[Stored data entries]
== Segment start ==

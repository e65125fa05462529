// Copyright (c) 2025 Felix Kahle.
//
// Permission is hereby granted, free of charge, to any person obtaining
// a copy of this software and associated documentation files (the
// "Software"), to deal in the Software without restriction, including
// without limitation the rights to use, copy, modify, merge, publish,
// distribute, sublicense, and/or sell copies of the Software, and to
// permit persons to whom the Software is furnished to do so, subject to
// the following conditions:
//
// The above copyright notice and this permission notice shall be
// included in all copies or substantial portions of the Software.
//
// THE SOFTWARE IS PROVIDED "AS IS", WITHOUT WARRANTY OF ANY KIND,
// EXPRESS OR IMPLIED, INCLUDING BUT NOT LIMITED TO THE WARRANTIES OF
// MERCHANTABILITY, FITNESS FOR A PARTICULAR PURPOSE AND
// NONINFRINGEMENT. IN NO EVENT SHALL THE AUTHORS OR COPYRIGHT HOLDERS BE
// LIABLE FOR ANY CLAIM, DAMAGES OR OTHER LIABILITY, WHETHER IN AN ACTION
// OF CONTRACT, TORT OR OTHERWISE, ARISING FROM, OUT OF OR IN CONNECTION
// WITH THE SOFTWARE OR THE USE OR OTHER DEALINGS IN THE SOFTWARE.

//! # Search Configuration and Course Selection
//!
//! `SearchConfig` bundles every knob a strategy consults: the hard caps
//! (credit ceiling, conflict budget), the result and time limits, the
//! kind priority order for scoring, the RNG seed for the stochastic
//! strategies, and the per-family working-set bounds. All budgets are
//! explicit configuration values rather than compiled-in constants, so
//! tests can inject short deadlines deterministically.
//!
//! `Selection` names the student's mandatory and optional course codes;
//! order is preserved because the deterministic strategies resolve course
//! groups in selection order.

use crate::section::SectionKind;
use std::time::Duration;

/// The student's course selection: which logical course codes must appear
/// in every schedule and which are best-effort.
#[derive(Clone, Debug, Default, PartialEq, Eq)]
pub struct Selection {
    mandatory: Vec<String>,
    optional: Vec<String>,
}

impl Selection {
    /// Creates a selection from mandatory and optional code lists.
    pub fn new<M, O, SM, SO>(mandatory: M, optional: O) -> Self
    where
        M: IntoIterator<Item = SM>,
        O: IntoIterator<Item = SO>,
        SM: Into<String>,
        SO: Into<String>,
    {
        Self {
            mandatory: mandatory.into_iter().map(Into::into).collect(),
            optional: optional.into_iter().map(Into::into).collect(),
        }
    }

    /// Returns the mandatory course codes in selection order.
    #[inline]
    pub fn mandatory(&self) -> &[String] {
        &self.mandatory
    }

    /// Returns the optional course codes in selection order.
    #[inline]
    pub fn optional(&self) -> &[String] {
        &self.optional
    }

    /// Returns `true` if neither mandatory nor optional codes are named.
    #[inline]
    pub fn is_empty(&self) -> bool {
        self.mandatory.is_empty() && self.optional.is_empty()
    }
}

impl std::fmt::Display for Selection {
    fn fmt(&self, f: &mut std::fmt::Formatter<'_>) -> std::fmt::Result {
        write!(
            f,
            "Selection(mandatory: {}, optional: {})",
            self.mandatory.len(),
            self.optional.len()
        )
    }
}

/// Configuration shared by every search strategy.
///
/// Construct with `SearchConfig::new(max_credit)` and refine with the
/// `with_*` methods. The defaults favor a quick interactive search; the
/// benchmark harness and tests override the budgets they care about.
#[derive(Clone, Debug, PartialEq)]
pub struct SearchConfig {
    /// Hard credit ceiling; candidates exceeding it are pruned, never
    /// returned.
    pub max_credit: u32,
    /// Whether schedules with overlapping sections are acceptable at all.
    pub allow_conflicts: bool,
    /// Conflict-pair budget; only consulted when `allow_conflicts` is set.
    pub max_conflict_pairs: u32,
    /// Maximum number of candidates a strategy returns.
    pub max_results: usize,
    /// Cooperative wall-clock budget; `None` means unbounded.
    pub time_limit: Option<Duration>,
    /// Kind priority order for the evaluator's bonus term; earlier kinds
    /// earn a larger bonus.
    pub priority_order: Vec<SectionKind>,
    /// Seed for the stochastic strategies; fixed seed, fixed output.
    pub seed: u64,
    /// Population size of the genetic strategy.
    pub population_size: usize,
    /// Generation budget of the genetic strategy.
    pub generations: usize,
    /// Iteration budget of the local-search strategies (annealing, tabu).
    pub iteration_budget: u64,
    /// Tabu tenure: how many iterations a visited signature stays
    /// forbidden.
    pub tabu_tenure: usize,
    /// Local-search cutoff: stop after this many iterations without a new
    /// global best.
    pub no_improvement_cutoff: u64,
    /// Hard cap on the BFS/A* frontier size; states beyond it are dropped
    /// and counted in the statistics.
    pub frontier_cap: usize,
    /// Initial temperature of the annealing schedule.
    pub initial_temperature: f64,
    /// Geometric cooling factor per iteration, in `(0, 1)`.
    pub cooling_alpha: f64,
    /// Temperature below which annealing freezes into strict descent.
    pub min_temperature: f64,
}

impl SearchConfig {
    /// Creates a configuration with the given credit ceiling and default
    /// budgets.
    pub fn new(max_credit: u32) -> Self {
        Self {
            max_credit,
            allow_conflicts: false,
            max_conflict_pairs: 0,
            max_results: 10,
            time_limit: None,
            priority_order: SectionKind::ALL.to_vec(),
            seed: 0x7AB5_1A5E,
            population_size: 64,
            generations: 200,
            iteration_budget: 20_000,
            tabu_tenure: 32,
            no_improvement_cutoff: 2_000,
            frontier_cap: 16_384,
            initial_temperature: 50.0,
            cooling_alpha: 0.995,
            min_temperature: 1e-3,
        }
    }

    /// Permits schedules with up to `max_pairs` conflicting pairs.
    #[inline]
    pub fn with_conflicts(mut self, max_pairs: u32) -> Self {
        self.allow_conflicts = true;
        self.max_conflict_pairs = max_pairs;
        self
    }

    /// Sets the maximum number of returned candidates.
    #[inline]
    pub fn with_max_results(mut self, max_results: usize) -> Self {
        self.max_results = max_results;
        self
    }

    /// Sets the cooperative wall-clock budget.
    #[inline]
    pub fn with_time_limit(mut self, limit: Duration) -> Self {
        self.time_limit = Some(limit);
        self
    }

    /// Sets the kind priority order used by the evaluator.
    #[inline]
    pub fn with_priority_order<I>(mut self, order: I) -> Self
    where
        I: IntoIterator<Item = SectionKind>,
    {
        self.priority_order = order.into_iter().collect();
        self
    }

    /// Sets the RNG seed of the stochastic strategies.
    #[inline]
    pub fn with_seed(mut self, seed: u64) -> Self {
        self.seed = seed;
        self
    }

    /// Returns the effective conflict-pair budget: zero unless conflicts
    /// are allowed.
    #[inline]
    pub fn conflict_budget(&self) -> u32 {
        if self.allow_conflicts {
            self.max_conflict_pairs
        } else {
            0
        }
    }
}

impl Default for SearchConfig {
    /// A permissive default: 40 credits, no conflicts, ten results.
    #[inline]
    fn default() -> Self {
        Self::new(40)
    }
}

#[cfg(test)]
mod tests {
    use super::*;

    #[test]
    fn test_selection_preserves_order() {
        let selection = Selection::new(["CS101", "MATH101"], ["PHYS101"]);
        assert_eq!(selection.mandatory(), &["CS101", "MATH101"]);
        assert_eq!(selection.optional(), &["PHYS101"]);
        assert!(!selection.is_empty());
    }

    #[test]
    fn test_empty_selection() {
        let selection = Selection::default();
        assert!(selection.is_empty());
        assert!(selection.mandatory().is_empty());
        assert!(selection.optional().is_empty());
    }

    #[test]
    fn test_conflict_budget_is_zero_unless_allowed() {
        let strict = SearchConfig::new(30);
        assert!(!strict.allow_conflicts);
        assert_eq!(strict.conflict_budget(), 0);

        let relaxed = SearchConfig::new(30).with_conflicts(2);
        assert!(relaxed.allow_conflicts);
        assert_eq!(relaxed.conflict_budget(), 2);
    }

    #[test]
    fn test_builder_methods_compose() {
        let config = SearchConfig::new(24)
            .with_max_results(3)
            .with_time_limit(Duration::from_millis(50))
            .with_seed(99)
            .with_priority_order([SectionKind::Lab, SectionKind::Lecture]);

        assert_eq!(config.max_credit, 24);
        assert_eq!(config.max_results, 3);
        assert_eq!(config.time_limit, Some(Duration::from_millis(50)));
        assert_eq!(config.seed, 99);
        assert_eq!(
            config.priority_order,
            vec![SectionKind::Lab, SectionKind::Lecture]
        );
    }
}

== Segment end ==

#### Task details:
Word for word, return the lines from the one holding "let config = SearchConfig::new(24)" through the end of the entries above.

#### Output:
        let config = SearchConfig::new(24)
            .with_max_results(3)
            .with_time_limit(Duration::from_millis(50))
            .with_seed(99)
            .with_priority_order([SectionKind::Lab, SectionKind::Lecture]);

        assert_eq!(config.max_credit, 24);
        assert_eq!(config.max_results, 3);
        assert_eq!(config.time_limit, Some(Duration::from_millis(50)));
        assert_eq!(config.seed, 99);
        assert_eq!(
            config.priority_order,
            vec![SectionKind::Lab, SectionKind::Lecture]
        );
    }
}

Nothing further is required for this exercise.